What you are asked to do: Beginning at the top of the listing, repeat each line exactly until the line with "self.pre.push_transition_with_default(0);" has been repeated too.

Records:
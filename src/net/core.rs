//! 运行时：可激发集、发生语义与可达图构造。
use std::collections::VecDeque;
use std::fmt::{self, Write as FmtWrite};

use indexmap::IndexMap;
use thiserror::Error;

use crate::net::ids::{PlaceId, TransitionId};
use crate::net::incidence::Incidence;
use crate::net::index_vec::{Idx, IndexVec};
use crate::net::structure::{Marking, Place, Transition, Weight};
use crate::ts::{StateId, TransitionSystem, escape_label};

#[derive(Debug, Error, Clone, PartialEq, Eq)]
pub enum FireError {
    #[error("transition {0:?} is out of bounds")]
    OutOfBounds(TransitionId),
    #[error("transition {0:?} is not enabled under the supplied marking")]
    NotEnabled(TransitionId),
    #[error("token count overflow on place {0:?}")]
    Overflow(PlaceId),
    #[error("reachability graph exceeds {0} markings")]
    StateLimit(usize),
}

#[derive(Clone, serde::Serialize, serde::Deserialize)]
pub struct Net {
    pub places: IndexVec<PlaceId, Place>,
    pub transitions: IndexVec<TransitionId, Transition>,
    pub pre: Incidence<u64>,
    pub post: Incidence<u64>,
}

/// Reachability graph of a net as a transition system; state `i` has marking `markings[i]`.
#[derive(Debug, Clone)]
pub struct ReachabilityGraph {
    pub ts: TransitionSystem,
    pub markings: Vec<Marking>,
}

impl ReachabilityGraph {
    pub fn marking(&self, state: StateId) -> &Marking {
        &self.markings[state.index()]
    }
}

impl fmt::Debug for Net {
    fn fmt(&self, f: &mut fmt::Formatter<'_>) -> fmt::Result {
        f.debug_struct("Net")
            .field("places", &self.places)
            .field("transitions", &self.transitions)
            .field("pre", &self.pre)
            .field("post", &self.post)
            .finish()
    }
}

impl Net {
    pub fn empty() -> Self {
        Self {
            places: IndexVec::new(),
            transitions: IndexVec::new(),
            pre: Incidence::new(0, 0, 0u64),
            post: Incidence::new(0, 0, 0u64),
        }
    }

    pub fn add_place(&mut self, place: Place) -> PlaceId {
        let place_id = self.places.push(place);
        self.pre.push_place_with_default(0);
        self.post.push_place_with_default(0);
        place_id
    }

    pub fn add_transition(&mut self, transition: Transition) -> TransitionId {
        let transition_id = self.transitions.push(transition);
        self.pre.push_transition_with_default(0);
        self.post.push_transition_with_default(0);
        transition_id
    }

    pub fn set_input_weight(&mut self, place: PlaceId, transition: TransitionId, weight: Weight) {
        self.pre.set(place, transition, weight);
    }

    pub fn set_output_weight(&mut self, place: PlaceId, transition: TransitionId, weight: Weight) {
        self.post.set(place, transition, weight);
    }

    pub fn input_weight(&self, place: PlaceId, transition: TransitionId) -> Weight {
        *self.pre.get(place, transition)
    }

    pub fn output_weight(&self, place: PlaceId, transition: TransitionId) -> Weight {
        *self.post.get(place, transition)
    }

    pub fn places_len(&self) -> usize {
        self.places.len()
    }

    pub fn transitions_len(&self) -> usize {
        self.transitions.len()
    }

    /// 前集 •t：向 `transition` 输入令牌的库所。
    pub fn preset(&self, transition: TransitionId) -> Vec<PlaceId> {
        self.pre.support_of(transition)
    }

    /// 后集 t•
    pub fn postset(&self, transition: TransitionId) -> Vec<PlaceId> {
        self.post.support_of(transition)
    }

    /// Transitions producing into `place`.
    pub fn place_preset(&self, place: PlaceId) -> Vec<TransitionId> {
        self.post.support_in_row(place)
    }

    /// Transitions consuming from `place`.
    pub fn place_postset(&self, place: PlaceId) -> Vec<TransitionId> {
        self.pre.support_in_row(place)
    }

    pub fn initial_marking(&self) -> Marking {
        Marking(IndexVec::from(
            self.places.iter().map(|p| p.tokens).collect::<Vec<_>>(),
        ))
    }

    pub fn enabled_transitions(&self, marking: &Marking) -> Vec<TransitionId> {
        self.transitions
            .indices()
            .filter(|&transition| self.is_transition_enabled(transition, marking))
            .collect()
    }

    pub fn fire_transition(
        &self,
        marking: &Marking,
        transition: TransitionId,
    ) -> Result<Marking, FireError> {
        if transition.index() >= self.transitions_len() {
            return Err(FireError::OutOfBounds(transition));
        }
        if !self.is_transition_enabled(transition, marking) {
            return Err(FireError::NotEnabled(transition));
        }

        let mut next = marking.clone();
        for place in self.places.indices() {
            let tokens = next.tokens_mut(place);
            let consumed = *tokens - *self.pre.get(place, transition);
            *tokens = consumed
                .checked_add(*self.post.get(place, transition))
                .ok_or(FireError::Overflow(place))?;
        }
        Ok(next)
    }

    pub fn is_transition_enabled(&self, transition: TransitionId, marking: &Marking) -> bool {
        if transition.index() >= self.transitions_len() {
            return false;
        }
        self.pre
            .column(transition)
            .all(|(place, weight)| marking.tokens(place) >= *weight)
    }

    /// Breadth-first exploration of the reachable markings, aborting after `limit` markings.
    pub fn reachability_graph(&self, limit: usize) -> Result<ReachabilityGraph, FireError> {
        let initial = self.initial_marking();
        let mut ts = TransitionSystem::new("m0");
        let mut index: IndexMap<Marking, StateId> = IndexMap::new();
        index.insert(initial.clone(), ts.initial());
        let mut queue = VecDeque::from([(initial, ts.initial())]);

        while let Some((marking, state)) = queue.pop_front() {
            for transition in self.enabled_transitions(&marking) {
                let next = self.fire_transition(&marking, transition)?;
                let target = match index.get(&next) {
                    Some(&target) => target,
                    None => {
                        if index.len() >= limit {
                            return Err(FireError::StateLimit(limit));
                        }
                        let target = ts.add_state(format!("m{}", index.len()));
                        index.insert(next.clone(), target);
                        queue.push_back((next, target));
                        target
                    }
                };
                ts.add_arc(state, self.transitions[transition].name.as_str(), target);
            }
        }

        for transition in self.transitions.iter() {
            if let Some(location) = &transition.location {
                ts.set_location(transition.name.as_str(), location.as_str());
            }
        }
        Ok(ReachabilityGraph {
            ts,
            markings: index.into_keys().collect(),
        })
    }

    pub fn to_dot(&self) -> String {
        let mut dot = String::new();
        let _ = writeln!(&mut dot, "digraph PetriNet {{");
        let _ = writeln!(&mut dot, "    rankdir=LR;");
        let _ = writeln!(&mut dot, "    node [fontname=\"Helvetica\"];");

        for (place_id, place) in self.places.iter_enumerated() {
            let _ = writeln!(
                &mut dot,
                "    place_{} [label=\"{}\\n{}\", shape=circle, style=filled, fillcolor=\"#e3f2fd\"];",
                place_id.index(),
                escape_label(&place.name),
                place.tokens
            );
        }

        for (transition_id, transition) in self.transitions.iter_enumerated() {
            let label = match &transition.location {
                Some(location) => format!(
                    "{}\\n@{}",
                    escape_label(&transition.name),
                    escape_label(location)
                ),
                None => escape_label(&transition.name),
            };
            let _ = writeln!(
                &mut dot,
                "    trans_{} [label=\"{}\", shape=box, style=filled, fillcolor=\"#ffe0b2\"];",
                transition_id.index(),
                label
            );
        }

        let arcs = self
            .pre
            .rows()
            .iter_enumerated()
            .map(|(place, row)| (place, row, true))
            .chain(
                self.post
                    .rows()
                    .iter_enumerated()
                    .map(|(place, row)| (place, row, false)),
            );
        for (place_id, row, consuming) in arcs {
            for (idx, weight) in row.iter().enumerate() {
                if *weight == 0 {
                    continue;
                }
                let (from, to) = if consuming {
                    (format!("place_{}", place_id.index()), format!("trans_{idx}"))
                } else {
                    (format!("trans_{idx}"), format!("place_{}", place_id.index()))
                };
                if *weight == 1 {
                    let _ = writeln!(&mut dot, "    {from} -> {to};");
                } else {
                    let _ = writeln!(&mut dot, "    {from} -> {to} [label=\"{weight}\"];");
                }
            }
        }

        let _ = writeln!(&mut dot, "}}");
        dot
    }
}

impl Default for Net {
    fn default() -> Self {
        Self::empty()
    }
}

#[cfg(test)]
mod tests {
    use super::*;

    /// p0 -a-> p1 -b-> p0 with one token in p0.
    fn cycle() -> (Net, TransitionId, TransitionId) {
        let mut net = Net::empty();
        let p0 = net.add_place(Place::new("p0", 1));
        let p1 = net.add_place(Place::new("p1", 0));
        let a = net.add_transition(Transition::new("a"));
        let b = net.add_transition(Transition::new("b"));
        net.set_input_weight(p0, a, 1);
        net.set_output_weight(p1, a, 1);
        net.set_input_weight(p1, b, 1);
        net.set_output_weight(p0, b, 1);
        (net, a, b)
    }

    #[test]
    fn firing_moves_tokens() {
        let (net, a, b) = cycle();
        let m0 = net.initial_marking();
        assert_eq!(net.enabled_transitions(&m0), vec![a]);
        assert_eq!(net.fire_transition(&m0, b), Err(FireError::NotEnabled(b)));
        let m1 = net.fire_transition(&m0, a).unwrap();
        assert_eq!(m1.tokens(PlaceId::new(1)), 1);
        assert_eq!(net.preset(a), vec![PlaceId::new(0)]);
        assert_eq!(net.place_postset(PlaceId::new(1)), vec![b]);
    }

    #[test]
    fn reachability_graph_of_cycle() {
        let (net, _, _) = cycle();
        let graph = net.reachability_graph(16).unwrap();
        assert_eq!(graph.ts.state_count(), 2);
        assert_eq!(graph.ts.arc_count(), 2);
        assert_eq!(graph.marking(graph.ts.initial()), &net.initial_marking());

        let mut expected = TransitionSystem::new("x");
        expected.add_arc_named("x", "a", "y");
        expected.add_arc_named("y", "b", "x");
        assert!(graph.ts.is_isomorphic_to(&expected));
    }

    #[test]
    fn unbounded_net_hits_the_limit() {
        let mut net = Net::empty();
        let p = net.add_place(Place::new("p", 0));
        let t = net.add_transition(Transition::new("grow"));
        net.set_output_weight(p, t, 1);
        assert_eq!(net.reachability_graph(5).unwrap_err(), FireError::StateLimit(5));
    }

    #[test]
    fn dot_mentions_weights() {
        let (mut net, a, _) = cycle();
        net.set_input_weight(PlaceId::new(0), a, 2);
        let dot = net.to_dot();
        assert!(dot.contains("place_0 -> trans_0 [label=\"2\"];"));
        assert!(dot.contains("trans_1 -> place_0;"));
    }
}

Solution for this task:
filename src/net/core.rs
//! 运行时：可激发集、发生语义与可达图构造。
use std::collections::VecDeque;
use std::fmt::{self, Write as FmtWrite};

use indexmap::IndexMap;
use thiserror::Error;

use crate::net::ids::{PlaceId, TransitionId};
use crate::net::incidence::Incidence;
use crate::net::index_vec::{Idx, IndexVec};
use crate::net::structure::{Marking, Place, Transition, Weight};
use crate::ts::{StateId, TransitionSystem, escape_label};

#[derive(Debug, Error, Clone, PartialEq, Eq)]
pub enum FireError {
    #[error("transition {0:?} is out of bounds")]
    OutOfBounds(TransitionId),
    #[error("transition {0:?} is not enabled under the supplied marking")]
    NotEnabled(TransitionId),
    #[error("token count overflow on place {0:?}")]
    Overflow(PlaceId),
    #[error("reachability graph exceeds {0} markings")]
    StateLimit(usize),
}

#[derive(Clone, serde::Serialize, serde::Deserialize)]
pub struct Net {
    pub places: IndexVec<PlaceId, Place>,
    pub transitions: IndexVec<TransitionId, Transition>,
    pub pre: Incidence<u64>,
    pub post: Incidence<u64>,
}

/// Reachability graph of a net as a transition system; state `i` has marking `markings[i]`.
#[derive(Debug, Clone)]
pub struct ReachabilityGraph {
    pub ts: TransitionSystem,
    pub markings: Vec<Marking>,
}

impl ReachabilityGraph {
    pub fn marking(&self, state: StateId) -> &Marking {
        &self.markings[state.index()]
    }
}

impl fmt::Debug for Net {
    fn fmt(&self, f: &mut fmt::Formatter<'_>) -> fmt::Result {
        f.debug_struct("Net")
            .field("places", &self.places)
            .field("transitions", &self.transitions)
            .field("pre", &self.pre)
            .field("post", &self.post)
            .finish()
    }
}

impl Net {
    pub fn empty() -> Self {
        Self {
            places: IndexVec::new(),
            transitions: IndexVec::new(),
            pre: Incidence::new(0, 0, 0u64),
            post: Incidence::new(0, 0, 0u64),
        }
    }

    pub fn add_place(&mut self, place: Place) -> PlaceId {
        let place_id = self.places.push(place);
        self.pre.push_place_with_default(0);
        self.post.push_place_with_default(0);
        place_id
    }

    pub fn add_transition(&mut self, transition: Transition) -> TransitionId {
        let transition_id = self.transitions.push(transition);
        self.pre.push_transition_with_default(0);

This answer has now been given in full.